▶ What you will do
Nothing but the records, repeated exactly, should form the response.

▶ Information provided
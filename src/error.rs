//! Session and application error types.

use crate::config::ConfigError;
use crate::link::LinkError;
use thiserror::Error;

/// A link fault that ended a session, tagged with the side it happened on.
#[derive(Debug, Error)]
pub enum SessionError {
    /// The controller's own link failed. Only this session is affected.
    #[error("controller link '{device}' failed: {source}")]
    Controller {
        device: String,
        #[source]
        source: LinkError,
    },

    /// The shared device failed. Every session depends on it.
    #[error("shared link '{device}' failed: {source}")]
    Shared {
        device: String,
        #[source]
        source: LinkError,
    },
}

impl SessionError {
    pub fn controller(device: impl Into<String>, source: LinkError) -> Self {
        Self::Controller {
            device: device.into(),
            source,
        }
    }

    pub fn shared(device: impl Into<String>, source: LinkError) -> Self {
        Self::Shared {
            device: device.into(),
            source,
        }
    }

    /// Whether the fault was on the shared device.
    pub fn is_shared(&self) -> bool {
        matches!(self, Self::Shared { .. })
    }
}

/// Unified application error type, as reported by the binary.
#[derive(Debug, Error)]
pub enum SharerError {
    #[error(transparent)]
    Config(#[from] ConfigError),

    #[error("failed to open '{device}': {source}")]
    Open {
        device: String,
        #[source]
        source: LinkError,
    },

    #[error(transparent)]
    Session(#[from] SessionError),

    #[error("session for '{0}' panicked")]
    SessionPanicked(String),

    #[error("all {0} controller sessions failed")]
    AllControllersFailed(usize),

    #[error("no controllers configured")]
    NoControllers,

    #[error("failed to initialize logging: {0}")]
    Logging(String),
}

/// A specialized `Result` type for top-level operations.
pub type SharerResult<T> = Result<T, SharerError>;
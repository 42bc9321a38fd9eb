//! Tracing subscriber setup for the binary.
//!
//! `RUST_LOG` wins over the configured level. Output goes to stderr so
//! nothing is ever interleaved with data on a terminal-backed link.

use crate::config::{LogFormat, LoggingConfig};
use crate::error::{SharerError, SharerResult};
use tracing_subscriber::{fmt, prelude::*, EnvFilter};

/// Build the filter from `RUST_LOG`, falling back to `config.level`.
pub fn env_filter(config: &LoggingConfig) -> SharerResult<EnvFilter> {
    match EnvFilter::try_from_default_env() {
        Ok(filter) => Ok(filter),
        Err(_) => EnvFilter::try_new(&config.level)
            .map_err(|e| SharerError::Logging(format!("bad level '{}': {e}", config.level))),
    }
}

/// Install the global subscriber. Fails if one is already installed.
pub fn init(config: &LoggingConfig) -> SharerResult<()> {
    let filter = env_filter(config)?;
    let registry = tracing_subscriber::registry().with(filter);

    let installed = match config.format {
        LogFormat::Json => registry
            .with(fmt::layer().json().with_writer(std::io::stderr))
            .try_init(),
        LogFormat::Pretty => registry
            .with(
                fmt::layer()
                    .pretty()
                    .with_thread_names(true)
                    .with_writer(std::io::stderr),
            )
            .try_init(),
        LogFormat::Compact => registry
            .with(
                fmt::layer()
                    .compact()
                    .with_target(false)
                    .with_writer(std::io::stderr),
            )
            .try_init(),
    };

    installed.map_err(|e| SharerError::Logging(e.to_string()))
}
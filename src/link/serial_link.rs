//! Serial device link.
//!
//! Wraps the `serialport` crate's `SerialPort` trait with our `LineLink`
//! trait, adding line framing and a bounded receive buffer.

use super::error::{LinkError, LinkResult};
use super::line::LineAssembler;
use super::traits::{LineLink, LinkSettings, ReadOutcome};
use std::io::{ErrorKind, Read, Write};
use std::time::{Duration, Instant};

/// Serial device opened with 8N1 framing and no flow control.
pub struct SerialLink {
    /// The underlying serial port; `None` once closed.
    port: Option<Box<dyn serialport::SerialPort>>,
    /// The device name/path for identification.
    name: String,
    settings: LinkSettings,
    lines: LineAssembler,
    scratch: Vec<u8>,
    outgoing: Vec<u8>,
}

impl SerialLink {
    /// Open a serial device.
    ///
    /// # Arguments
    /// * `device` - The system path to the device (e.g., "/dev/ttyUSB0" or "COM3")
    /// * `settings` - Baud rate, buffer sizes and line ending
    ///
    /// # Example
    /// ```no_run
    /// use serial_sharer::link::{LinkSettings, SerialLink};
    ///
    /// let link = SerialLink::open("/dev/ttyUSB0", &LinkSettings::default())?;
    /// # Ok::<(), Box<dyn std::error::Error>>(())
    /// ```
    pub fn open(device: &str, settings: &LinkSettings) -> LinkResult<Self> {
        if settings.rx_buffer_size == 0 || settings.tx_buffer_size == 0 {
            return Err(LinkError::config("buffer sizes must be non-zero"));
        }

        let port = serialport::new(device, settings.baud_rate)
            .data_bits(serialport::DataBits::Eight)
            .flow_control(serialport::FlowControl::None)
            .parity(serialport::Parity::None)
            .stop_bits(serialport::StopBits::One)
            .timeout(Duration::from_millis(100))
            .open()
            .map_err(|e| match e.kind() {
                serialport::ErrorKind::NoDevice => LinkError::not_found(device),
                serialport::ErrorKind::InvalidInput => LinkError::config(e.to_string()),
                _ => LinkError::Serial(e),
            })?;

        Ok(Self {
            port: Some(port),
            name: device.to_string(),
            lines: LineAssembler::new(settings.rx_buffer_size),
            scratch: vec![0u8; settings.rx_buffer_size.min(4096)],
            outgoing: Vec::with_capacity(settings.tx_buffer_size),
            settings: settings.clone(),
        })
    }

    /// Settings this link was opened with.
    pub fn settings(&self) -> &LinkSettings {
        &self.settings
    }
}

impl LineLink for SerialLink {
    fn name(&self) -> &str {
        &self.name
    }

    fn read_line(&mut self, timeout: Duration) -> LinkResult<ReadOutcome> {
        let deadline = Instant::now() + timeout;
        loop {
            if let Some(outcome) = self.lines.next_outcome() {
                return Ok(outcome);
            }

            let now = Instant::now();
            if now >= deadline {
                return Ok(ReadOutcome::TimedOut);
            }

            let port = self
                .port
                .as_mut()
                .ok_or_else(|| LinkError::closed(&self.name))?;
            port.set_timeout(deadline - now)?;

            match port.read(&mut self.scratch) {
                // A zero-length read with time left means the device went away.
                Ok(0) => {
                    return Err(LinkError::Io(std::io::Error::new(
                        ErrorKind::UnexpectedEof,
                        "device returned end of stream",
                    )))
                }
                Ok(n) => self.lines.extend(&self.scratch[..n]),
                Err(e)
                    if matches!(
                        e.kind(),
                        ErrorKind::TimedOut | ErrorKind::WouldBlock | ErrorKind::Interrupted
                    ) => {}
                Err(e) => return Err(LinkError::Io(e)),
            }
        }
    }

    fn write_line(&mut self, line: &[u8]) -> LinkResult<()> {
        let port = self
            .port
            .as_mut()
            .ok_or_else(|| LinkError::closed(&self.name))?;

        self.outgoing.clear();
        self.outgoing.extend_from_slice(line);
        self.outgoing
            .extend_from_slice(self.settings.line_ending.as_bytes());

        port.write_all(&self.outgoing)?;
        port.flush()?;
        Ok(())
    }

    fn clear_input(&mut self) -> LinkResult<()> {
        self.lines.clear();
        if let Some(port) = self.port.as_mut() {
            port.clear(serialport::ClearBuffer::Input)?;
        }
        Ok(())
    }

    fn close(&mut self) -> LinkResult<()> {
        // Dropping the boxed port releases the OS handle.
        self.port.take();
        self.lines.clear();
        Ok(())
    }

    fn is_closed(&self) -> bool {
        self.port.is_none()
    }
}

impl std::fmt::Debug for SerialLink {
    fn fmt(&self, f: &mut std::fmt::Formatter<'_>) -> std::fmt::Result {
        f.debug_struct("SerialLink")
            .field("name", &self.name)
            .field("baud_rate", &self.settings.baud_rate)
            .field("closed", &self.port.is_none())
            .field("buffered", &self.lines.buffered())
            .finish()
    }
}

▶ Answer box
filename src/error.rs
//! Session and application error types.

use crate::config::ConfigError;
use crate::link::LinkError;
use thiserror::Error;

/// A link fault that ended a session, tagged with the side it happened on.
#[derive(Debug, Error)]
pub enum SessionError {
    /// The controller's own link failed. Only this session is affected.
    #[error("controller link '{device}' failed: {source}")]
    Controller {
        device: String,
        #[source]
        source: LinkError,
    },

    /// The shared device failed. Every session depends on it.
    #[error("shared link '{device}' failed: {source}")]
    Shared {
        device: String,
        #[source]
        source: LinkError,
    },
}

impl SessionError {
    pub fn controller(device: impl Into<String>, source: LinkError) -> Self {
        Self::Controller {
            device: device.into(),
            source,
        }
    }

    pub fn shared(device: impl Into<String>, source: LinkError) -> Self {
        Self::Shared {
            device: device.into(),
            source,
        }
    }

    /// Whether the fault was on the shared device.
    pub fn is_shared(&self) -> bool {
        matches!(self, Self::Shared { .. })
    }
}

/// Unified application error type, as reported by the binary.
#[derive(Debug, Error)]
pub enum SharerError {
    #[error(transparent)]
    Config(#[from] ConfigError),

    #[error("failed to open '{device}': {source}")]
    Open {
        device: String,
        #[source]
        source: LinkError,
    },

    #[error(transparent)]
    Session(#[from] SessionError),

    #[error("session for '{0}' panicked")]
    SessionPanicked(String),

    #[error("all {0} controller sessions failed")]
    AllControllersFailed(usize),

    #[error("no controllers configured")]
    NoControllers,

    #[error("failed to initialize logging: {0}")]
    Logging(String),
}

/// A specialized `Result` type for top-level operations.
pub type SharerResult<T> = Result<T, SharerError>;
repository 42bc9321a38fd9eb
//! Tracing subscriber setup for the binary.
//!
//! `RUST_LOG` wins over the configured level. Output goes to stderr so
//! nothing is ever interleaved with data on a terminal-backed link.

use crate::config::{LogFormat, LoggingConfig};
use crate::error::{SharerError, SharerResult};
use tracing_subscriber::{fmt, prelude::*, EnvFilter};

/// Build the filter from `RUST_LOG`, falling back to `config.level`.
pub fn env_filter(config: &LoggingConfig) -> SharerResult<EnvFilter> {
    match EnvFilter::try_from_default_env() {
        Ok(filter) => Ok(filter),
        Err(_) => EnvFilter::try_new(&config.level)
            .map_err(|e| SharerError::Logging(format!("bad level '{}': {e}", config.level))),
    }
}

/// Install the global subscriber. Fails if one is already installed.
pub fn init(config: &LoggingConfig) -> SharerResult<()> {
    let filter = env_filter(config)?;
    let registry = tracing_subscriber::registry().with(filter);

    let installed = match config.format {
        LogFormat::Json => registry
            .with(fmt::layer().json().with_writer(std::io::stderr))
            .try_init(),
        LogFormat::Pretty => registry
            .with(
                fmt::layer()
                    .pretty()
                    .with_thread_names(true)
                    .with_writer(std::io::stderr),
            )
            .try_init(),
        LogFormat::Compact => registry
            .with(
                fmt::layer()
                    .compact()
                    .with_target(false)
                    .with_writer(std::io::stderr),
            )
            .try_init(),
    };

    installed.map_err(|e| SharerError::Logging(e.to_string()))
}
filename src/link/serial_link.rs
//! Serial device link.
//!
//! Wraps the `serialport` crate's `SerialPort` trait with our `LineLink`
//! trait, adding line framing and a bounded receive buffer.

use super::error::{LinkError, LinkResult};
use super::line::LineAssembler;
use super::traits::{LineLink, LinkSettings, ReadOutcome};
use std::io::{ErrorKind, Read, Write};
use std::time::{Duration, Instant};

/// Serial device opened with 8N1 framing and no flow control.
pub struct SerialLink {
    /// The underlying serial port; `None` once closed.
    port: Option<Box<dyn serialport::SerialPort>>,
    /// The device name/path for identification.
    name: String,
    settings: LinkSettings,
    lines: LineAssembler,
    scratch: Vec<u8>,
    outgoing: Vec<u8>,
}

impl SerialLink {
    /// Open a serial device.
    ///
    /// # Arguments
    /// * `device` - The system path to the device (e.g., "/dev/ttyUSB0" or "COM3")
    /// * `settings` - Baud rate, buffer sizes and line ending
    ///
    /// # Example
    /// ```no_run
    /// use serial_sharer::link::{LinkSettings, SerialLink};
    ///
    /// let link = SerialLink::open("/dev/ttyUSB0", &LinkSettings::default())?;
    /// # Ok::<(), Box<dyn std::error::Error>>(())
    /// ```
    pub fn open(device: &str, settings: &LinkSettings) -> LinkResult<Self> {
        if settings.rx_buffer_size == 0 || settings.tx_buffer_size == 0 {
            return Err(LinkError::config("buffer sizes must be non-zero"));
        }

        let port = serialport::new(device, settings.baud_rate)
            .data_bits(serialport::DataBits::Eight)
            .flow_control(serialport::FlowControl::None)
            .parity(serialport::Parity::None)
            .stop_bits(serialport::StopBits::One)
            .timeout(Duration::from_millis(100))
            .open()
            .map_err(|e| match e.kind() {
                serialport::ErrorKind::NoDevice => LinkError::not_found(device),
                serialport::ErrorKind::InvalidInput => LinkError::config(e.to_string()),
                _ => LinkError::Serial(e),
            })?;

        Ok(Self {
            port: Some(port),
            name: device.to_string(),
            lines: LineAssembler::new(settings.rx_buffer_size),
            scratch: vec![0u8; settings.rx_buffer_size.min(4096)],
            outgoing: Vec::with_capacity(settings.tx_buffer_size),
            settings: settings.clone(),
        })
    }

    /// Settings this link was opened with.
    pub fn settings(&self) -> &LinkSettings {
        &self.settings
    }
}

impl LineLink for SerialLink {
    fn name(&self) -> &str {
        &self.name
    }

    fn read_line(&mut self, timeout: Duration) -> LinkResult<ReadOutcome> {
        let deadline = Instant::now() + timeout;
        loop {
            if let Some(outcome) = self.lines.next_outcome() {
                return Ok(outcome);
            }

            let now = Instant::now();
            if now >= deadline {
                return Ok(ReadOutcome::TimedOut);
            }

            let port = self
                .port
                .as_mut()
                .ok_or_else(|| LinkError::closed(&self.name))?;
            port.set_timeout(deadline - now)?;

            match port.read(&mut self.scratch) {
                // A zero-length read with time left means the device went away.
                Ok(0) => {
                    return Err(LinkError::Io(std::io::Error::new(
                        ErrorKind::UnexpectedEof,
                        "device returned end of stream",
                    )))
                }
                Ok(n) => self.lines.extend(&self.scratch[..n]),
                Err(e)
                    if matches!(
                        e.kind(),
                        ErrorKind::TimedOut | ErrorKind::WouldBlock | ErrorKind::Interrupted
                    ) => {}
                Err(e) => return Err(LinkError::Io(e)),
            }
        }
    }

    fn write_line(&mut self, line: &[u8]) -> LinkResult<()> {
        let port = self
            .port
            .as_mut()
            .ok_or_else(|| LinkError::closed(&self.name))?;

        self.outgoing.clear();
        self.outgoing.extend_from_slice(line);
        self.outgoing
            .extend_from_slice(self.settings.line_ending.as_bytes());

        port.write_all(&self.outgoing)?;
        port.flush()?;
        Ok(())
    }

    fn clear_input(&mut self) -> LinkResult<()> {
        self.lines.clear();
        if let Some(port) = self.port.as_mut() {
            port.clear(serialport::ClearBuffer::Input)?;
        }
        Ok(())
    }

    fn close(&mut self) -> LinkResult<()> {
        // Dropping the boxed port releases the OS handle.
        self.port.take();
        self.lines.clear();
        Ok(())
    }

    fn is_closed(&self) -> bool {
        self.port.is_none()
    }
}

impl std::fmt::Debug for SerialLink {
    fn fmt(&self, f: &mut std::fmt::Formatter<'_>) -> std::fmt::Result {
        f.debug_struct("SerialLink")
            .field("name", &self.name)
            .field("baud_rate", &self.settings.baud_rate)
            .field("closed", &self.port.is_none())
            .field("buffered", &self.lines.buffered())
            .finish()
    }
}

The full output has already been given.